Mientras contemplaba a los bañistas disfrutar inmersos en un intenso griterío del juego entre el animado oleaje que el Mediterráneo brindaba, me resultaba imposible desplazar de mi recuerdo a la bebé, cuyo cuerpo había sido devuelto a la costa por el mismo mar dos días antes a pocos kilómetros de donde me encontraba. La paradoja se instaló en mi pensamiento: las mismas aguas, que en aquel momento servían de divertimento y disfrute a la chavalería, habían hecho naufragar a una patera en la que varias personas huían de la indignidad en busca de un atisbo de dignidad.

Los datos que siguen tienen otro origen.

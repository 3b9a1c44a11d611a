//! hamlkey - extract hard-coded text from HAML templates
//!
//! hamlkey is a CLI tool and library that finds human-readable text in HAML
//! views, replaces it with lazy-lookup key references (`t('.key')`) and
//! records the original text in a JSON locale catalog.
//!
//! ## Module Structure
//!
//! - `cli`: Command-line interface layer (commands, prompter, reporting)
//! - `config`: Configuration file loading and parsing
//! - `error`: Error types of the extraction pipeline
//! - `extract`: Per-line extraction core and document assembler
//! - `haml`: Line classifier and structural validator
//! - `pipeline`: Per-file driver from source to written outputs
//! - `scan`: Template discovery
//! - `store`: Catalog, template and exclusion-list writers
//! - `utils`: Shared utility functions

pub mod cli;
pub mod config;
pub mod error;
pub mod extract;
pub mod haml;
pub mod pipeline;
pub mod scan;
pub mod store;
pub mod utils;
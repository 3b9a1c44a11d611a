use std::{
    fs,
    io::Write,
    path::{Path, PathBuf},
};

use anyhow::{Context, Result};
use clap::ValueEnum;
use serde::{Deserialize, Serialize};

/// Suffix appended to a template path in [`OutputMode::Dump`].
pub const DUMP_SUFFIX: &str = ".i18n-extractor.haml";

/// Where rewritten templates go.
#[derive(Debug, Clone, Copy, Default, PartialEq, Eq, Serialize, Deserialize, ValueEnum)]
#[serde(rename_all = "lowercase")]
pub enum OutputMode {
    /// Write the template back in place.
    #[default]
    Overwrite,
    /// Write next to the template as `<path>.i18n-extractor.haml`.
    Dump,
    /// Print to stdout; nothing on disk changes.
    Stdout,
}

impl OutputMode {
    /// Whether the catalog and templates are written to disk.
    pub fn persists(self) -> bool {
        !matches!(self, OutputMode::Stdout)
    }
}

pub fn dump_path(path: &Path) -> PathBuf {
    let mut dumped = path.as_os_str().to_owned();
    dumped.push(DUMP_SUFFIX);
    PathBuf::from(dumped)
}

pub struct DocumentWriter {
    mode: OutputMode,
}

impl DocumentWriter {
    pub fn new(mode: OutputMode) -> Self {
        Self { mode }
    }

    /// Persist a rewritten template. Returns the file written, if any.
    pub fn write<W: Write>(&self, path: &Path, body: &str, stdout: &mut W) -> Result<Option<PathBuf>> {
        match self.mode {
            OutputMode::Overwrite => {
                fs::write(path, body)
                    .with_context(|| format!("Failed to write file: {}", path.display()))?;
                Ok(Some(path.to_path_buf()))
            }
            OutputMode::Dump => {
                let target = dump_path(path);
                fs::write(&target, body)
                    .with_context(|| format!("Failed to write file: {}", target.display()))?;
                Ok(Some(target))
            }
            OutputMode::Stdout => {
                stdout
                    .write_all(body.as_bytes())
                    .context("Failed to write to stdout")?;
                Ok(None)
            }
        }
    }
}
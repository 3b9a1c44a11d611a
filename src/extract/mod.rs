//! Per-line extraction of hard-coded text.
//!
//! ```text
//! raw line
//!     ↓ split_indentation
//! (whitespace, content)
//!     ↓ TextFinder::find         (role-specific rules)
//! Option<Match>
//!     ↓ TextReplacer::replace    (key + modified content)
//! Option<Replacement>
//!     ↓ resolve_action           (auto-accept or Prompter)
//! Decision
//!     ↓ LineProcessor            (body + catalog map)
//! LineOutcome
//! ```
//!
//! [`DocumentAssembler`] drives the processor over a whole [`Document`] and
//! copies the remainder through unchanged when the user moves on.

mod document;
mod finder;
mod line;
mod processor;
mod replacer;
mod resolver;
mod traits;


pub use document::{Document, DocumentAssembler, DocumentTrace, ExtractedDocument};
pub use finder::{Match, MatchKind, TextFinder};
pub use line::split_indentation;
pub use processor::{CatalogMap, ExtractOptions, LineOutcome, LineProcessor, LineStats};
pub use replacer::{KeyRegistry, LineRecord, Replacement, TextReplacer, key_reference};
pub use resolver::{Candidate, Decision, resolve_action};
pub use traits::{AutoAccept, ExclusionSink, Prompter};
//! Substitution of found text with a key reference.

use std::{
    collections::HashMap,
    path::{Path, PathBuf},
};

use super::finder::{Match, MatchKind};
use crate::utils::slugify;

/// Render a lazy-lookup key reference, resolved against the view's scope.
pub fn key_reference(key: &str) -> String {
    format!("t('.{}')", key)
}

/// A committed or proposed replacement of one line.
#[derive(Debug, Clone, PartialEq, Eq)]
pub struct Replacement {
    pub key: String,
    pub original_text: String,
    /// Line content with the key reference in place of the text.
    pub modified_line: String,
    pub path: PathBuf,
}

/// Catalog entry for a processed line.
#[derive(Debug, Clone, PartialEq, Eq)]
pub enum LineRecord {
    /// Nothing was replaced on this line.
    Unchanged,
    Replaced(Replacement),
}

impl LineRecord {
    pub fn replacement(&self) -> Option<&Replacement> {
        match self {
            LineRecord::Unchanged => None,
            LineRecord::Replaced(replacement) => Some(replacement),
        }
    }
}

/// Keys in use within one catalog scope, with the text each one holds.
///
/// The same text always gets the same key; a different text whose slug
/// collides gets a numeric suffix.
#[derive(Debug, Clone, Default)]
pub struct KeyRegistry {
    keys: HashMap<String, String>,
}

impl KeyRegistry {
    /// Seed the registry with keys already present in the catalog.
    pub fn from_existing(entries: impl IntoIterator<Item = (String, String)>) -> Self {
        Self {
            keys: entries.into_iter().collect(),
        }
    }

    /// The key `text` would get, without claiming it.
    pub fn propose(&self, text: &str, line_no: usize) -> String {
        let base = match slugify(text) {
            slug if slug.is_empty() => format!("text_{}", line_no),
            slug => slug,
        };

        let mut candidate = base.clone();
        let mut suffix = 2;
        while let Some(existing) = self.keys.get(&candidate) {
            if existing == text {
                break;
            }
            candidate = format!("{}_{}", base, suffix);
            suffix += 1;
        }
        candidate
    }

    pub fn claim(&mut self, key: &str, text: &str) {
        self.keys
            .entry(key.to_string())
            .or_insert_with(|| text.to_string());
    }

    pub fn len(&self) -> usize {
        self.keys.len()
    }

    pub fn is_empty(&self) -> bool {
        self.keys.is_empty()
    }
}

pub struct TextReplacer;

impl TextReplacer {
    /// Build the replacement for a match. Content outside the match span is
    /// copied byte for byte.
    pub fn replace(
        found: &Match,
        content: &str,
        line_no: usize,
        path: &Path,
        keys: &KeyRegistry,
    ) -> Replacement {
        let key = keys.propose(&found.text, line_no);
        let reference = key_reference(&key);

        // Bare text becomes an output expression; for tags the span starts
        // right after the head, so `%p Hello` turns into `%p= t(...)`.
        let substitute = match found.kind {
            MatchKind::Literal => reference,
            MatchKind::Text => format!("= {}", reference),
        };

        let modified_line = format!(
            "{}{}{}",
            &content[..found.span.start],
            substitute,
            &content[found.span.end..]
        );

        Replacement {
            key,
            original_text: found.text.clone(),
            modified_line,
            path: path.to_path_buf(),
        }
    }
}
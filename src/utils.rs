//! Common utility functions shared across the codebase.

use std::path::{Component, Path, PathBuf};

/// Maximum number of words kept when turning text into a key.
const SLUG_MAX_WORDS: usize = 5;

/// Checks if the text contains at least one Unicode alphabetic character.
///
/// Returns false for empty strings, pure numbers, or pure symbols.
///
/// # Examples
///
/// ```
/// use hamlkey::utils::contains_alphabetic;
///
/// assert!(contains_alphabetic("Hello"));
/// assert!(contains_alphabetic("你好"));
/// assert!(contains_alphabetic("Hello123"));
/// assert!(!contains_alphabetic("123"));
/// assert!(!contains_alphabetic("---"));
/// assert!(!contains_alphabetic("$100"));
/// assert!(!contains_alphabetic(""));
/// ```
pub fn contains_alphabetic(text: &str) -> bool {
    text.chars().any(|c| c.is_alphabetic())
}

/// Absolute form of `path` with `.` and `..` resolved lexically, so
/// different spellings of the same file compare equal.
///
/// Falls back to the lexical cleanup alone when the working directory is
/// unavailable.
pub fn absolute_path(path: &Path) -> PathBuf {
    let path = if path.as_os_str().is_empty() {
        Path::new(".")
    } else {
        path
    };
    let absolute = std::path::absolute(path).unwrap_or_else(|_| path.to_path_buf());

    let mut normalized = PathBuf::new();
    for component in absolute.components() {
        match component {
            Component::CurDir => {}
            Component::ParentDir => {
                if !normalized.pop() {
                    normalized.push(component);
                }
            }
            other => normalized.push(other),
        }
    }
    normalized
}

/// Turns human text into a lowercase ASCII key segment.
///
/// Words are runs of ASCII letters and digits; only the first few are kept.
/// Returns an empty string when the text has no ASCII word characters.
///
/// ```
/// use hamlkey::utils::slugify;
///
/// assert_eq!(slugify("Hello World"), "hello_world");
/// assert_eq!(slugify("Sign in, please!"), "sign_in_please");
/// assert_eq!(slugify("你好"), "");
/// ```
pub fn slugify(text: &str) -> String {
    text.split(|c: char| !c.is_ascii_alphanumeric())
        .filter(|word| !word.is_empty())
        .take(SLUG_MAX_WORDS)
        .map(|word| word.to_ascii_lowercase())
        .collect::<Vec<_>>()
        .join("_")
}
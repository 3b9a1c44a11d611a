use anyhow::Result;

mod args;
mod commands;
mod exit_status;
mod prompt;
mod report;
mod run;

pub use args::{Arguments, Command, ExtractCommand};
pub use exit_status::ExitStatus;
pub use prompt::TerminalPrompter;
pub use report::{ExtractSummary, FAILURE_MARK, FileFailure, SUCCESS_MARK, print_extract_summary_to};

pub fn run_cli(args: Arguments) -> Result<ExitStatus> {
    let Some(args) = args.with_command_or_help() else {
        return Ok(ExitStatus::Success);
    };

    run::run(args)
}
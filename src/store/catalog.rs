use std::fs;
use std::path::{Component, Path, PathBuf};

use anyhow::{Context, Result, bail};
use serde_json::{Map, Value};

use crate::error::ExtractError;
use crate::extract::{CatalogMap, KeyRegistry};

/// Action taken on a key
#[derive(Debug, Clone, Copy, PartialEq, Eq)]
pub enum KeyAction {
    Added,
    Updated,
    /// The key already held the same text.
    Kept,
}

#[derive(Debug, Clone, Copy, Default, PartialEq, Eq)]
pub struct MergeStats {
    pub added: usize,
    pub updated: usize,
    pub kept: usize,
}

impl MergeStats {
    fn count(&mut self, action: KeyAction) {
        match action {
            KeyAction::Added => self.added += 1,
            KeyAction::Updated => self.updated += 1,
            KeyAction::Kept => self.kept += 1,
        }
    }
}

/// Scope of a view inside the catalog, derived from its path relative to
/// the views root.
///
/// `app/views/users/_form.html.haml` under `app/views` gives `users.form`.
pub fn view_scope(path: &Path, views_root: &Path) -> String {
    let root = normal_parts(views_root);
    let mut parts = normal_parts(path);
    if parts.starts_with(&root) {
        parts.drain(..root.len());
    }

    if let Some(file) = parts.pop() {
        // `_form.html.haml` -> `form`
        let stem = file.split('.').next().unwrap_or_default().trim_start_matches('_');
        if !stem.is_empty() {
            parts.push(stem.to_string());
        }
    }

    parts.join(".")
}

fn normal_parts(path: &Path) -> Vec<String> {
    path.components()
        .filter_map(|c| match c {
            Component::Normal(part) => Some(part.to_string_lossy().into_owned()),
            _ => None,
        })
        .collect()
}

/// JSON catalog nested as `<locale>.<scope>.<key>`.
pub struct CatalogWriter {
    file_path: PathBuf,
    data: Map<String, Value>,
}

impl CatalogWriter {
    /// Open an existing catalog or start an empty one
    pub fn open_or_create(path: &Path) -> Result<Self> {
        let data = if path.exists() {
            let content = fs::read_to_string(path)
                .with_context(|| format!("Failed to read catalog: {}", path.display()))?;
            let value: Value = serde_json::from_str(&content)
                .with_context(|| format!("Failed to parse catalog: {}", path.display()))?;
            match value {
                Value::Object(map) => map,
                _ => bail!(ExtractError::Catalog {
                    path: path.to_path_buf(),
                    reason: "root must be an object".to_string(),
                }),
            }
        } else {
            Map::new()
        };

        Ok(Self {
            file_path: path.to_path_buf(),
            data,
        })
    }

    pub fn path(&self) -> &Path {
        &self.file_path
    }

    /// Keys already used in a scope, with their texts.
    ///
    /// Nested objects occupy their key too, so they are registered with an
    /// empty text that no candidate can match.
    pub fn existing_keys(&self, locale: &str, scope: &str) -> KeyRegistry {
        let node = scope_parts(locale, scope)
            .iter()
            .try_fold(&self.data, |map, part| map.get(*part)?.as_object());

        let entries = node.into_iter().flatten().map(|(key, value)| {
            (
                key.clone(),
                value.as_str().map(str::to_string).unwrap_or_default(),
            )
        });
        KeyRegistry::from_existing(entries)
    }

    /// Write every replaced line of a document into its scope.
    pub fn merge(&mut self, locale: &str, scope: &str, catalog: &CatalogMap) -> MergeStats {
        let mut stats = MergeStats::default();
        let base = scope_parts(locale, scope);

        for replacement in catalog.values().filter_map(|record| record.replacement()) {
            let mut path = base.clone();
            path.push(&replacement.key);
            let action = insert_nested(
                &mut self.data,
                &path,
                Value::String(replacement.original_text.clone()),
            );
            stats.count(action);
        }

        stats
    }

    /// Look up a dotted key, e.g. `en.users.form.save`.
    pub fn get(&self, key: &str) -> Option<&str> {
        let mut parts: Vec<&str> = key.split('.').collect();
        let leaf = parts.pop()?;
        let map = parts
            .iter()
            .try_fold(&self.data, |map, part| map.get(*part)?.as_object())?;
        map.get(leaf)?.as_str()
    }

    /// Save the catalog with pretty formatting
    ///
    /// Uses 2-space indentation and adds a trailing newline.
    pub fn save(&self) -> Result<()> {
        if let Some(parent) = self.file_path.parent()
            && !parent.as_os_str().is_empty()
        {
            fs::create_dir_all(parent)
                .with_context(|| format!("Failed to create directory: {}", parent.display()))?;
        }

        let content = serde_json::to_string_pretty(&self.data).context("Failed to serialize JSON")?;

        fs::write(&self.file_path, format!("{}\n", content))
            .with_context(|| format!("Failed to write catalog: {}", self.file_path.display()))?;

        Ok(())
    }
}

fn scope_parts<'a>(locale: &'a str, scope: &'a str) -> Vec<&'a str> {
    std::iter::once(locale)
        .chain(scope.split('.'))
        .filter(|part| !part.is_empty())
        .collect()
}

/// Insert a value at a nested path, creating intermediate objects as needed
fn insert_nested(root: &mut Map<String, Value>, path: &[&str], value: Value) -> KeyAction {
    let Some((first, rest)) = path.split_first() else {
        return KeyAction::Kept;
    };

    if rest.is_empty() {
        let action = match root.get(*first) {
            None => KeyAction::Added,
            Some(existing) if *existing == value => KeyAction::Kept,
            Some(_) => KeyAction::Updated,
        };
        root.insert(first.to_string(), value);
        return action;
    }

    let next_level = root
        .entry(first.to_string())
        .or_insert_with(|| Value::Object(Map::new()));

    // A scalar in the way is replaced by the scope object
    if !next_level.is_object() {
        *next_level = Value::Object(Map::new());
    }

    match next_level {
        Value::Object(inner) => insert_nested(inner, rest, value),
        _ => KeyAction::Kept,
    }
}
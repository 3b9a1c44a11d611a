pub mod extract;
pub mod init;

El resultado, como suele ser habitual en estas ocasiones, horrible y tétrico. Estas personas no solo no encontraron esa pizca de decencia para sus vidas, sino que toparon con la inmensa y desalmada fuerza de la naturaleza, ante los ojos de un mundo que no termina de querer verlo. 

Con total acierto, Adela Cortina, en su obra Aporofobia, el rechazo al pobre, insta a las instituciones jurídicas y políticas a dirigir sus esfuerzos hacia la creación de una hospitalidad cosmopolita basada en la justicia y la compasión. El reto se antoja utópico pero nuestra evolución como especie solo será completa si lleva consigo un progreso moral que nos permita defender la dignidad del otro como ser humano. Se trata de una tarea que exige corresponsabilidad social y que implica ineludiblemente a la educación y a quienes nos gobiernan.